The checksum method has problems as does simple parity.

First consider a 1 bit parity check. For example the number 5 is stored in ASCII as 35h (hex) or 00110101b (binary) (an 8 bit word). The modulo 2 sum of these bits is 0 so the parity bit is 0. What is actually transmitted by the UART in an asynchronous communication with 8 data bits, parity, and 1 stop bit is

Code:

 111111111111111 the rest state no data being transmitted.
 0 the start bit
 1 the least significant bit.
 0
 1
 0
 1
 1
 0
 0
 0 the parity bit (assuming we are using even parity, 
                        it would be 1 for odd parity)
 1 the stop bit
 at this point a new word (character) could start

If after the binary word (character --- a number of bits are called a word, and an 8 bit word can represent 256 different items --- in this case we are representing characters by these binary words) leaves the UART some noise produces an error in one or an odd number of bit locations, then at the destination the calculated checksum will be 1 and this is compared with 0 and we have an error.

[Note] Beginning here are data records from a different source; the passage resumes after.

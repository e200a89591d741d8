//! Application layer: the publication use-cases.
//!
//! Depends on `domain` and `scanlink-core` only; everything that touches a
//! concrete transport lives behind the sink abstraction in
//! `infrastructure`.

pub mod link;
pub mod publish_layout;
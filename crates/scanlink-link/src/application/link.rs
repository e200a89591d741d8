//! KeyboardScanLink: the facade the keyboard host calls.
//!
//! Wraps capture and publication into the three calls a host actually
//! makes: layout changed, keyboard shown, keyboard hidden. The host hands
//! over its event sink and configuration once, then calls into the link
//! from its UI thread whenever the keyboard's state changes.
//!
//! ```text
//! host keyboard view tree          KeyboardScanLink            listeners
//! ───────────────────────────────────────────────────────────────────────
//! layout pass done ──> capture_and_publish(root) ──> keyboard.layout_info
//! became visible   ──> show_keyboard(root)       ──> keyboard.show
//! left the screen  ──> hide_keyboard()           ──> keyboard.hide
//! ```

use scanlink_core::domain::capture::capture_layout;
use scanlink_core::ScanNode;

use crate::application::publish_layout::{LayoutPublisher, PublishError};
use crate::domain::config::LinkConfig;
use crate::infrastructure::sink::EventSink;

/// Bridge between a keyboard's view hierarchy and scanning listeners.
///
/// Owns the caller-supplied sink and configuration; all methods are `&self`
/// and synchronous. The link itself keeps no state between calls — every
/// capture is a fresh read of the tree.
///
/// # Threading
///
/// Capture reads the host's view tree, so the capturing methods must be
/// called on the thread that owns the tree. Emission happens on the same
/// thread before the call returns.
///
/// # Example
///
/// ```rust
/// use scanlink_core::{KeyInfo, StaticNode};
/// use scanlink_link::application::link::KeyboardScanLink;
/// use scanlink_link::infrastructure::sink::RecordingSink;
///
/// let keyboard = StaticNode::container(vec![StaticNode::key(KeyInfo {
///     x: 0.0,
///     y: 0.0,
///     width: 64.0,
///     height: 48.0,
///     description: "a".to_string(),
/// })]);
///
/// let link = KeyboardScanLink::new(RecordingSink::new());
/// link.show_keyboard(&keyboard).expect("finite geometry");
/// link.hide_keyboard();
/// assert_eq!(link.sink().len(), 2);
/// ```
pub struct KeyboardScanLink<S: EventSink> {
    sink: S,
    config: LinkConfig,
}

impl<S: EventSink> KeyboardScanLink<S> {
    /// Creates a link with default configuration.
    pub fn new(sink: S) -> Self {
        Self::with_config(sink, LinkConfig::default())
    }

    /// Creates a link with an explicit configuration.
    pub fn with_config(sink: S, config: LinkConfig) -> Self {
        Self { sink, config }
    }

    /// Captures the layout under `root` and publishes it as a layout
    /// update.
    ///
    /// Calling this twice on an unchanged tree publishes two events with
    /// identical payloads.
    ///
    /// # Errors
    ///
    /// Returns [`PublishError::Encode`] when the host reported a
    /// non-finite coordinate; nothing is emitted in that case.
    pub fn capture_and_publish(&self, root: &dyn ScanNode) -> Result<(), PublishError> {
        let snapshot = capture_layout(root);
        self.publisher().publish_layout(&snapshot)
    }

    /// Captures the layout under `root` and publishes a show event with it.
    ///
    /// # Errors
    ///
    /// Returns [`PublishError::Encode`] when the host reported a
    /// non-finite coordinate; nothing is emitted in that case.
    pub fn show_keyboard(&self, root: &dyn ScanNode) -> Result<(), PublishError> {
        let snapshot = capture_layout(root);
        self.publisher().publish_show(&snapshot)
    }

    /// Publishes a hide event. Infallible; no capture involved.
    pub fn hide_keyboard(&self) {
        self.publisher().publish_hide();
    }

    /// The sink this link emits on.
    pub fn sink(&self) -> &S {
        &self.sink
    }

    /// The configuration this link runs with.
    pub fn config(&self) -> &LinkConfig {
        &self.config
    }

    fn publisher(&self) -> LayoutPublisher<'_> {
        LayoutPublisher::new(&self.sink, &self.config)
    }
}

// ── Tests ─────────────────────────────────────────────────────────────────────
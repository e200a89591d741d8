//! # scanlink-core
//!
//! Shared library for ScanLink containing the key geometry domain model,
//! the layout-capture traversal, and the event payload codec.
//!
//! This crate is used by the host-facing bridge (`scanlink-link`) and by
//! scanning consumers that parse the published payloads. It has zero
//! dependencies on UI toolkits, threads, or I/O.
//!
//! # Architecture overview
//!
//! ScanLink connects an on-screen keyboard to a switch-scanning
//! accessibility system. The keyboard host exposes its view hierarchy
//! through the [`ScanNode`] capability trait; [`capture_layout`] walks that
//! tree and produces a [`LayoutSnapshot`] — one rectangle per interactive
//! key, in pre-order. The snapshot (or a bare show/hide lifecycle signal)
//! is then encoded to JSON and emitted under a fixed event identifier for
//! any number of in-process listeners.
//!
//! This crate defines:
//!
//! - **`domain`** — pure logic: [`KeyRect`], [`LayoutSnapshot`], the
//!   [`ScanNode`] tree model, and the capture traversal.
//! - **`protocol`** — what listeners see: event identifiers, the
//!   [`KeyboardEvent`] type, and the JSON payload codec.

pub mod domain;
pub mod protocol;

// Re-export the most-used types at the crate root so callers can write
// `scanlink_core::LayoutSnapshot` instead of spelling out the module path.
pub use domain::capture::capture_layout;
pub use domain::geometry::{KeyRect, LayoutSnapshot};
pub use domain::node::{KeyInfo, ScanNode, StaticNode};
pub use protocol::codec::{decode_snapshot, encode_event, encode_snapshot, CodecError};
pub use protocol::events::{
    KeyboardEvent, EVENT_KEYBOARD_HIDE, EVENT_KEYBOARD_LAYOUT, EVENT_KEYBOARD_SHOW,
};
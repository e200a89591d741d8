//! scanlink-link library crate.
//!
//! The host-facing half of ScanLink: captures an on-screen keyboard's key
//! layout and publishes it (plus show/hide lifecycle events) to
//! switch-scanning listeners through a caller-supplied event sink.
//!
//! # Architecture (clean architecture)
//!
//! ```text
//! keyboard host (view tree + event bus)
//!         ↕
//! [scanlink-link]
//!   ├── domain/           Pure types: LinkConfig
//!   ├── application/      Use-cases: LayoutPublisher, KeyboardScanLink
//!   └── infrastructure/
//!         └── sink/       EventSink abstraction + RecordingSink + FnSink
//! ```
//!
//! # Layer rules
//!
//! - `domain` has no external dependencies (no I/O, no logging).
//! - `application` depends on `domain` and `scanlink-core` only, plus the
//!   sink trait.
//! - `infrastructure` owns the transport boundary; concrete buses live in
//!   the host, behind [`EventSink`].
//!
//! # Typical host integration
//!
//! ```rust
//! use scanlink_core::{KeyInfo, StaticNode};
//! use scanlink_link::{FnSink, KeyboardScanLink};
//!
//! // The host adapts its own event bus as a sink:
//! let sink = FnSink::new(|event_id: &str, payload: Option<&str>| {
//!     // forward to the in-process bus
//!     let _ = (event_id, payload);
//! });
//! let link = KeyboardScanLink::new(sink);
//!
//! // ...and calls the link whenever the keyboard's state changes:
//! let keyboard = StaticNode::container(vec![StaticNode::key(KeyInfo {
//!     x: 0.0,
//!     y: 0.0,
//!     width: 64.0,
//!     height: 48.0,
//!     description: "a".to_string(),
//! })]);
//! link.show_keyboard(&keyboard).expect("finite geometry");
//! link.hide_keyboard();
//! ```
//!
//! Logging goes through `tracing`; installing a subscriber is the host's
//! job, as with any library crate.
//!
//! [`EventSink`]: infrastructure::sink::EventSink

/// Domain layer: pure configuration types.
pub mod domain;

/// Application layer: publication use-cases.
pub mod application;

/// Infrastructure layer: the event sink boundary.
pub mod infrastructure;

// Re-export the host-facing surface at the crate root.
pub use application::link::KeyboardScanLink;
pub use application::publish_layout::{LayoutPublisher, PublishError};
pub use domain::config::LinkConfig;
pub use infrastructure::sink::{EmittedEvent, EventSink, FnSink, RecordingSink};
use crate::info::{TypeInfo, TypePath};

// -----------------------------------------------------------------------------
// Typed

/// Access to the static [`TypeInfo`] of a type.
///
/// Implementations keep the info in a `static` cell, see
/// [`NonGenericTypeInfoCell`](crate::impls::NonGenericTypeInfoCell) and
/// [`GenericTypeInfoCell`](crate::impls::GenericTypeInfoCell).
pub trait Typed: TypePath {
    /// Returns the type's info.
    fn type_info() -> &'static TypeInfo;

    /// A fresh value used to fill an empty pointer, a new list slot or a
    /// map entry.
    ///
    /// `None` if the type has no such value, in which case the slot is left
    /// as it is.
    #[inline]
    fn default_value() -> Option<Self>
    where
        Self: Sized,
    {
        None
    }
}

// -----------------------------------------------------------------------------
// DynamicTyped

/// Object-safe mirror of [`Typed`], implemented for every `Typed` type.
pub trait DynamicTyped {
    /// See [`Typed::type_info`].
    fn reflect_type_info(&self) -> &'static TypeInfo;
}

impl<T: Typed> DynamicTyped for T {
    #[inline]
    fn reflect_type_info(&self) -> &'static TypeInfo {
        Self::type_info()
    }
}
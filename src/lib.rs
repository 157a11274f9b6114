#![doc = include_str!("../README.md")]
#![cfg_attr(docsrs, feature(doc_cfg))]

pub use vc_coerce as coerce;
pub use vc_reflect as reflect;
pub use vc_transcode as transcode;
pub use vc_utils as utils;

pub use vc_coerce::{CastError, CastOptions, TimeUnit, cast_into, to};
pub use vc_reflect::Reflect;
pub use vc_transcode::{TranscodeError, convert};

#[cfg(feature = "json")]
#[cfg_attr(docsrs, doc(cfg(feature = "json")))]
pub use vc_transcode::json;
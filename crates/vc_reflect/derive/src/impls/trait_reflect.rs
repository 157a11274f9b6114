use proc_macro2::TokenStream;
use quote::quote;

use crate::derive_data::ReflectMeta;

/// Generate implementation code for `Reflect`.
///
/// `kind` is both the `ReflectKind` and the `ReflectRef`/`ReflectMut` variant.
pub(crate) fn impl_trait_reflect(
    meta: &ReflectMeta,
    kind: TokenStream,
    predicates: &[TokenStream],
) -> TokenStream {
    let vc_reflect_path = meta.vc_reflect_path();
    let reflect_ = crate::path::reflect_(vc_reflect_path);
    let reflect_kind_ = crate::path::reflect_kind_(vc_reflect_path);
    let reflect_ref_ = crate::path::reflect_ref_(vc_reflect_path);
    let reflect_mut_ = crate::path::reflect_mut_(vc_reflect_path);

    let ident = meta.ident();
    let (impl_generics, ty_generics, where_clause) = meta.split_generics(true, predicates);

    quote! {
        impl #impl_generics #reflect_ for #ident #ty_generics #where_clause {
            #[inline]
            fn reflect_kind(&self) -> #reflect_kind_ {
                #reflect_kind_::#kind
            }

            #[inline]
            fn reflect_ref(&self) -> #reflect_ref_<'_> {
                #reflect_ref_::#kind(self)
            }

            #[inline]
            fn reflect_mut(&mut self) -> #reflect_mut_<'_> {
                #reflect_mut_::#kind(self)
            }
        }
    }
}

Now consider the use of a checksum. Here all the bytes in the packet are added together modulo 256 (because we have an 8 bit word and this can represent 256 items). Many kinds of 1 bit errors or multiple bit errors per character can occur and cause the checksum to be in error. However, a few kinds of 1 bit errors can occur that a parity check would catch but the checksum will not. For example: two bytes are 5 and 4 (00110101 parity bit is 0 and 00110100 parity bit is 1) the sum of the two is 9 (00111001). Produce just the right 1 bit error in each of these such that 5 becomes 4 and 4 becomes 5, then there will be a parity error on each of these, but the checksum is still 9 so no checksum error. You must keep in mind the relative probablity of errors of certain types determines which method is better.

Since in general with the correct interconnect equipment from one RS232 port to another, such as our I232 System, there are virtually no bit errors in 100s of millions of bytes sent it means that Xmodem can be a very effective error detector. In addition Xmodem has the ability recover from an error that the simple parity check can not. But the single bit parity check combined with Xmodem can be even better.

For those that do not understand what I said ask questions.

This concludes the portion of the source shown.